## What the exercise asks
Lines with the string "watermark" in the data below: report how many there are, and write nothing but the number.

## Input

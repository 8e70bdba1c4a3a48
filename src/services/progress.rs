//! Progress reporting service
//!
//! Separates progress presentation from pipeline logic: the orchestrator
//! reports stage transitions through the [`ProgressReporter`] trait, and the
//! per-stage percentage ceilings live in a plain data table so UI changes
//! never touch control flow.

use crate::error::{InpaintError, Result};
use instant::Instant;
use serde::{Deserialize, Serialize};

/// Stages of the watermark removal pipeline.
///
/// Transitions are strictly sequential: `Idle -> ModelLoading -> Reading ->
/// Preprocessing -> Inference -> Compositing -> Done`, with `Error` reachable
/// from any active stage.
#[derive(Debug, Clone, Copy, PartialEq, Eq, Serialize, Deserialize)]
pub enum PipelineStage {
    /// No run in progress
    Idle,
    /// Reading the model artifact and building the session
    ModelLoading,
    /// Reading and decoding the input image
    Reading,
    /// Building the image and mask tensors
    Preprocessing,
    /// Running the inpainting network
    Inference,
    /// Decoding the output and compositing the full-resolution result
    Compositing,
    /// Run finished successfully, artifact available
    Done,
    /// Run aborted; see the pipeline state's last error
    Error,
}

impl PipelineStage {
    /// Whether a run is currently active. New run requests are rejected as
    /// no-ops while this is true; the busy guard is part of the state
    /// machine, not a separate flag.
    #[must_use]
    pub fn is_active(self) -> bool {
        matches!(
            self,
            Self::ModelLoading
                | Self::Reading
                | Self::Preprocessing
                | Self::Inference
                | Self::Compositing
        )
    }

    /// Whether the stage accepts a new run request
    #[must_use]
    pub fn accepts_new_run(self) -> bool {
        matches!(self, Self::Idle | Self::Done | Self::Error)
    }

    /// Get a human-readable description of the stage
    #[must_use]
    pub fn description(self) -> &'static str {
        match self {
            Self::Idle => "Waiting for input",
            Self::ModelLoading => "Loading inpainting model",
            Self::Reading => "Reading input image",
            Self::Preprocessing => "Preparing model input",
            Self::Inference => "Running AI inpainting",
            Self::Compositing => "Compositing full-resolution result",
            Self::Done => "Processing completed",
            Self::Error => "Processing failed",
        }
    }
}

/// Per-stage progress ceilings used purely for user feedback.
///
/// A stage may report any value up to its ceiling while working; the values
/// carry no scheduling meaning. Callers with different UI pacing can supply
/// their own table through the config builder.
#[derive(Debug, Clone, Copy, PartialEq, Eq, Serialize, Deserialize)]
pub struct StageCeilings {
    /// Progress when the model session is ready
    pub model_loading: u8,
    /// Progress when the input image is decoded
    pub reading: u8,
    /// Progress when both tensors are built
    pub preprocessing: u8,
    /// Progress when inference returns
    pub inference: u8,
    /// Progress when the final artifact is composited
    pub compositing: u8,
}

impl Default for StageCeilings {
    fn default() -> Self {
        Self {
            model_loading: 50,
            reading: 65,
            preprocessing: 80,
            inference: 92,
            compositing: 100,
        }
    }
}

impl StageCeilings {
    /// Ceiling for a stage; terminal stages map to their natural endpoints.
    #[must_use]
    pub fn ceiling(&self, stage: PipelineStage) -> u8 {
        match stage {
            PipelineStage::Idle | PipelineStage::Error => 0,
            PipelineStage::ModelLoading => self.model_loading,
            PipelineStage::Reading => self.reading,
            PipelineStage::Preprocessing => self.preprocessing,
            PipelineStage::Inference => self.inference,
            PipelineStage::Compositing => self.compositing,
            PipelineStage::Done => 100,
        }
    }

    /// Validate that ceilings are non-decreasing and end at 100.
    ///
    /// # Errors
    /// - [`InpaintError::InvalidConfig`] when the table is not monotonic
    pub fn validate(&self) -> Result<()> {
        let sequence = [
            self.model_loading,
            self.reading,
            self.preprocessing,
            self.inference,
            self.compositing,
        ];
        if sequence.windows(2).any(|pair| pair[0] > pair[1]) {
            return Err(InpaintError::invalid_config(
                "Stage ceilings must be monotonically non-decreasing",
            ));
        }
        if self.compositing != 100 {
            return Err(InpaintError::invalid_config(
                "Compositing ceiling must be 100",
            ));
        }
        Ok(())
    }
}

/// Progress update containing stage and timing information
#[derive(Debug, Clone)]
pub struct ProgressUpdate {
    /// Current pipeline stage
    pub stage: PipelineStage,
    /// Progress percentage (0-100)
    pub progress: u8,
    /// Human-readable status message
    pub message: String,
    /// Elapsed time since the run started (milliseconds)
    pub elapsed_ms: u64,
}

impl ProgressUpdate {
    /// Create a new progress update with the stage's default description
    #[must_use]
    pub fn new(stage: PipelineStage, progress: u8, start_time: Instant) -> Self {
        Self {
            stage,
            progress,
            message: stage.description().to_string(),
            elapsed_ms: start_time.elapsed().as_millis() as u64,
        }
    }

    /// Create a progress update with a custom message
    #[must_use]
    pub fn with_message(
        stage: PipelineStage,
        progress: u8,
        message: String,
        start_time: Instant,
    ) -> Self {
        Self {
            stage,
            progress,
            message,
            elapsed_ms: start_time.elapsed().as_millis() as u64,
        }
    }
}

/// Trait for reporting progress during watermark removal
pub trait ProgressReporter: Send + Sync {
    /// Report a progress update
    fn report_progress(&self, update: ProgressUpdate);

    /// Report an error during processing
    fn report_error(&self, stage: PipelineStage, error: &str);
}

/// No-op progress reporter that discards all progress updates
pub struct NoOpProgressReporter;

impl ProgressReporter for NoOpProgressReporter {
    fn report_progress(&self, _update: ProgressUpdate) {
        // Intentionally empty - discards progress updates
    }

    fn report_error(&self, _stage: PipelineStage, _error: &str) {
        // Intentionally empty - discards error reports
    }
}

/// Console progress reporter that logs progress through the `log` facade
pub struct ConsoleProgressReporter {
    verbose: bool,
}

impl ConsoleProgressReporter {
    /// Create a new console progress reporter
    #[must_use]
    pub fn new(verbose: bool) -> Self {
        Self { verbose }
    }
}

impl ProgressReporter for ConsoleProgressReporter {
    fn report_progress(&self, update: ProgressUpdate) {
        if self.verbose {
            log::info!(
                "[{}%] {} ({}ms elapsed)",
                update.progress,
                update.message,
                update.elapsed_ms
            );
        } else {
            log::info!("[{}%] {}", update.progress, update.message);
        }
    }

    fn report_error(&self, stage: PipelineStage, error: &str) {
        log::error!("Error during {}: {}", stage.description(), error);
    }
}

#[cfg(test)]
mod tests {
    use super::*;

    #[test]
    fn test_active_stages() {
        assert!(PipelineStage::Inference.is_active());
        assert!(PipelineStage::ModelLoading.is_active());
        assert!(!PipelineStage::Idle.is_active());
        assert!(!PipelineStage::Done.is_active());
        assert!(!PipelineStage::Error.is_active());

        assert!(PipelineStage::Idle.accepts_new_run());
        assert!(PipelineStage::Done.accepts_new_run());
        assert!(PipelineStage::Error.accepts_new_run());
        assert!(!PipelineStage::Compositing.accepts_new_run());
    }

    #[test]
    fn test_default_ceilings() {
        let ceilings = StageCeilings::default();
        assert_eq!(ceilings.ceiling(PipelineStage::ModelLoading), 50);
        assert_eq!(ceilings.ceiling(PipelineStage::Reading), 65);
        assert_eq!(ceilings.ceiling(PipelineStage::Preprocessing), 80);
        assert_eq!(ceilings.ceiling(PipelineStage::Inference), 92);
        assert_eq!(ceilings.ceiling(PipelineStage::Compositing), 100);
        assert_eq!(ceilings.ceiling(PipelineStage::Done), 100);
        assert_eq!(ceilings.ceiling(PipelineStage::Idle), 0);
        assert!(ceilings.validate().is_ok());
    }

    #[test]
    fn test_ceiling_validation_rejects_non_monotonic() {
        let ceilings = StageCeilings {
            model_loading: 70,
            reading: 65,
            ..StageCeilings::default()
        };
        assert!(ceilings.validate().is_err());

        let ceilings = StageCeilings {
            compositing: 99,
            inference: 92,
            ..StageCeilings::default()
        };
        assert!(ceilings.validate().is_err());
    }

    #[test]
    fn test_progress_update_message() {
        let start = Instant::now();
        let update = ProgressUpdate::new(PipelineStage::Inference, 85, start);
        assert_eq!(update.progress, 85);
        assert_eq!(update.message, "Running AI inpainting");

        let custom = ProgressUpdate::with_message(
            PipelineStage::Reading,
            60,
            "Reading photo.png".to_string(),
            start,
        );
        assert_eq!(custom.message, "Reading photo.png");
    }
}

## Task result
2